→ **GOAL OF THE EXERCISE**
Write out the listing below exactly, beginning at its first line and ending with the line that contains "advisor performance export.".
[[ SUPPLIED INFORMATION, beginning ]]
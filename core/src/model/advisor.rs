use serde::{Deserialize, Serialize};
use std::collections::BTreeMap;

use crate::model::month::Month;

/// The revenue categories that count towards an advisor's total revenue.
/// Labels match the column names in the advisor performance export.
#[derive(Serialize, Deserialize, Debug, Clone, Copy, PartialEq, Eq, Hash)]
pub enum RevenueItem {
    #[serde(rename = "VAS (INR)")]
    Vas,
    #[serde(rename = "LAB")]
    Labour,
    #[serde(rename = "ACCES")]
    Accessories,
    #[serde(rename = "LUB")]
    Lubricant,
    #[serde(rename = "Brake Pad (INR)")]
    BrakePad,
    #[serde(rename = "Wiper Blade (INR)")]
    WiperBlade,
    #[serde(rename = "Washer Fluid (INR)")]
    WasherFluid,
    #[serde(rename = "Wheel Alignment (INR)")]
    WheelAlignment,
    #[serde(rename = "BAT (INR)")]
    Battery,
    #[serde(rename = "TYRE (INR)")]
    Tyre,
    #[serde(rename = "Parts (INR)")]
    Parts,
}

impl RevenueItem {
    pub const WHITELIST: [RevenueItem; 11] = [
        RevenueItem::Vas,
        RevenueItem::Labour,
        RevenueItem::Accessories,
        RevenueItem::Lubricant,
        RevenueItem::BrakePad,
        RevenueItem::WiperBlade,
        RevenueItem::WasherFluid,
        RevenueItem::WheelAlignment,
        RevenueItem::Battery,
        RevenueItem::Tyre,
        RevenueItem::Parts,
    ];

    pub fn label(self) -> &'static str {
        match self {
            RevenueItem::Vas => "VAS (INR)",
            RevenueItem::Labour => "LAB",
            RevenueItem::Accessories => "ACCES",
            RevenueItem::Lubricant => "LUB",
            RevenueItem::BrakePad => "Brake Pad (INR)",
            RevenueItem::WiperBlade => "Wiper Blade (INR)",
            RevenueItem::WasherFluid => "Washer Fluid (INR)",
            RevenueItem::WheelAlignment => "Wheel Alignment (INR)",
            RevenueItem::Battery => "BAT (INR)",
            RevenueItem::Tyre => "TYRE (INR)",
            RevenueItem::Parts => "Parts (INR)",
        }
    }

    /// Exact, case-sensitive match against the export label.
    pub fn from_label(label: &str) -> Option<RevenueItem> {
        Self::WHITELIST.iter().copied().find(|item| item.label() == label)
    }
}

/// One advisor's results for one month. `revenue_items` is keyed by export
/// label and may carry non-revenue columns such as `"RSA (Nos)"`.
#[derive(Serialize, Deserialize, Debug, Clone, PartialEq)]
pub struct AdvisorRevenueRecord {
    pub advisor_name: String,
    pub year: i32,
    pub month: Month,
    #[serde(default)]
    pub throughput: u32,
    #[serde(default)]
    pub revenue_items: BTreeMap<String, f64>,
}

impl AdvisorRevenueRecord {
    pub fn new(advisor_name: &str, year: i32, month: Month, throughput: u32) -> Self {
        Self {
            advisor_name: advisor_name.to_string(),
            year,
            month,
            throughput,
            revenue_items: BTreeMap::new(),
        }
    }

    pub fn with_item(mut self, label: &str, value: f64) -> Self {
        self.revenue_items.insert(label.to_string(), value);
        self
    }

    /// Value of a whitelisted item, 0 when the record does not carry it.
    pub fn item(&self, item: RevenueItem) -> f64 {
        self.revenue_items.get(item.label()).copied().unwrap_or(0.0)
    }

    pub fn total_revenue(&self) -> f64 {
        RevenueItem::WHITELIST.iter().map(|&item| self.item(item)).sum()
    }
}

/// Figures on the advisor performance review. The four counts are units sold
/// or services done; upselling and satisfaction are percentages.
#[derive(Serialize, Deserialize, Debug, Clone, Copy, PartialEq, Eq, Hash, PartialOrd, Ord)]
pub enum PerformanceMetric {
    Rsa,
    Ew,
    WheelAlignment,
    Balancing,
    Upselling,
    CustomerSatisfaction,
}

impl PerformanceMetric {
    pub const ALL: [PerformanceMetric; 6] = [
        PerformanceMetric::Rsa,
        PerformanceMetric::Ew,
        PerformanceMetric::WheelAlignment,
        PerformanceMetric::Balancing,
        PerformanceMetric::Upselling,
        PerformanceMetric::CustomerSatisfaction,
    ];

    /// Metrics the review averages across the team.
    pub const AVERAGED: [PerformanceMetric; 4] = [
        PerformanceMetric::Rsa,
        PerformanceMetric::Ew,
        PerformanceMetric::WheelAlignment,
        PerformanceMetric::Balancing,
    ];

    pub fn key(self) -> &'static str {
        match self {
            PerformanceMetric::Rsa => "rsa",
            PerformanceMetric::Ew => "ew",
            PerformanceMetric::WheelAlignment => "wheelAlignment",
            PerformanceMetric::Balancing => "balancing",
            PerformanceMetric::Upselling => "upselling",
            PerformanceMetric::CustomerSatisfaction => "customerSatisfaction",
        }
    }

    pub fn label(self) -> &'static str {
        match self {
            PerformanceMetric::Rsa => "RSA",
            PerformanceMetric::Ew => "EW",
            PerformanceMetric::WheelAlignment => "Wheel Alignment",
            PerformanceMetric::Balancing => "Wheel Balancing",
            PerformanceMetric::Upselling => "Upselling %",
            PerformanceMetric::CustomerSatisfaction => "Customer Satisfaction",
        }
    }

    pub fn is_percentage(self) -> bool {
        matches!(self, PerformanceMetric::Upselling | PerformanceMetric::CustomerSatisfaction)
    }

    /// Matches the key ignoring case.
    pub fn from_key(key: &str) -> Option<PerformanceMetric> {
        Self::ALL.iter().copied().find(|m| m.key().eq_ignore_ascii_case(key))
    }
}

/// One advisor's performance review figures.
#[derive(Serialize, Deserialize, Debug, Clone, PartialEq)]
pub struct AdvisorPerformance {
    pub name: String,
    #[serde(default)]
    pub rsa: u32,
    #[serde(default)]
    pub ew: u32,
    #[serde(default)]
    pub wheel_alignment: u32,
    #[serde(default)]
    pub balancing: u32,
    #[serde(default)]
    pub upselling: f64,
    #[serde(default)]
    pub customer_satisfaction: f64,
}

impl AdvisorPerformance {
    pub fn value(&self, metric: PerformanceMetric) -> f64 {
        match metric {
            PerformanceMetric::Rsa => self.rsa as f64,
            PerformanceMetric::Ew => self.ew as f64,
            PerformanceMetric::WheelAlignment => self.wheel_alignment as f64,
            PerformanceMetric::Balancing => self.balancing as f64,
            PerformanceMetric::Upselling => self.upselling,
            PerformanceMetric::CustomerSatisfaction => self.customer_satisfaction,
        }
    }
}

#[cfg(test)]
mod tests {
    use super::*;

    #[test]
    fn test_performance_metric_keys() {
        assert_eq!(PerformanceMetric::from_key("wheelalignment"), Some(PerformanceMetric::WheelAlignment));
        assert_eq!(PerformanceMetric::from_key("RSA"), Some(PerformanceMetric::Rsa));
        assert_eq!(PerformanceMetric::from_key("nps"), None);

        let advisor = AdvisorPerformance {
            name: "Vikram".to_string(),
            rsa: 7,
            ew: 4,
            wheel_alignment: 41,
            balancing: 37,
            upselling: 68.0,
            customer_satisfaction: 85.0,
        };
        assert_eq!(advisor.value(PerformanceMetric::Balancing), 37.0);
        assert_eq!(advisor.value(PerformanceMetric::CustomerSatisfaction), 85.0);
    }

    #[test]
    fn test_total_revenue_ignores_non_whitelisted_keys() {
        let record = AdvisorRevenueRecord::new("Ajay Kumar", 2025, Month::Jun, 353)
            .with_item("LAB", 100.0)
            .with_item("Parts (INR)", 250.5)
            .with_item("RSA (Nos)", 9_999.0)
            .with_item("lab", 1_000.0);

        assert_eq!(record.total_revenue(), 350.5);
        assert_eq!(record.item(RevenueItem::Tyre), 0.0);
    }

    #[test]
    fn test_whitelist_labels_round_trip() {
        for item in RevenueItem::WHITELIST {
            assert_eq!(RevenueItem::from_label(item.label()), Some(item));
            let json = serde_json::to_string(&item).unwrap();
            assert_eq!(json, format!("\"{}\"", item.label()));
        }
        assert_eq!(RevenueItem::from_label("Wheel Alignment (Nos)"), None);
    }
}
[[ SUPPLIED INFORMATION, end ]]
→ **RESPONSE TO THE EXERCISE**
filename core/src/model/advisor.rs
use serde::{Deserialize, Serialize};
use std::collections::BTreeMap;

use crate::model::month::Month;

/// The revenue categories that count towards an advisor's total revenue.
/// Labels match the column names in the advisor performance export.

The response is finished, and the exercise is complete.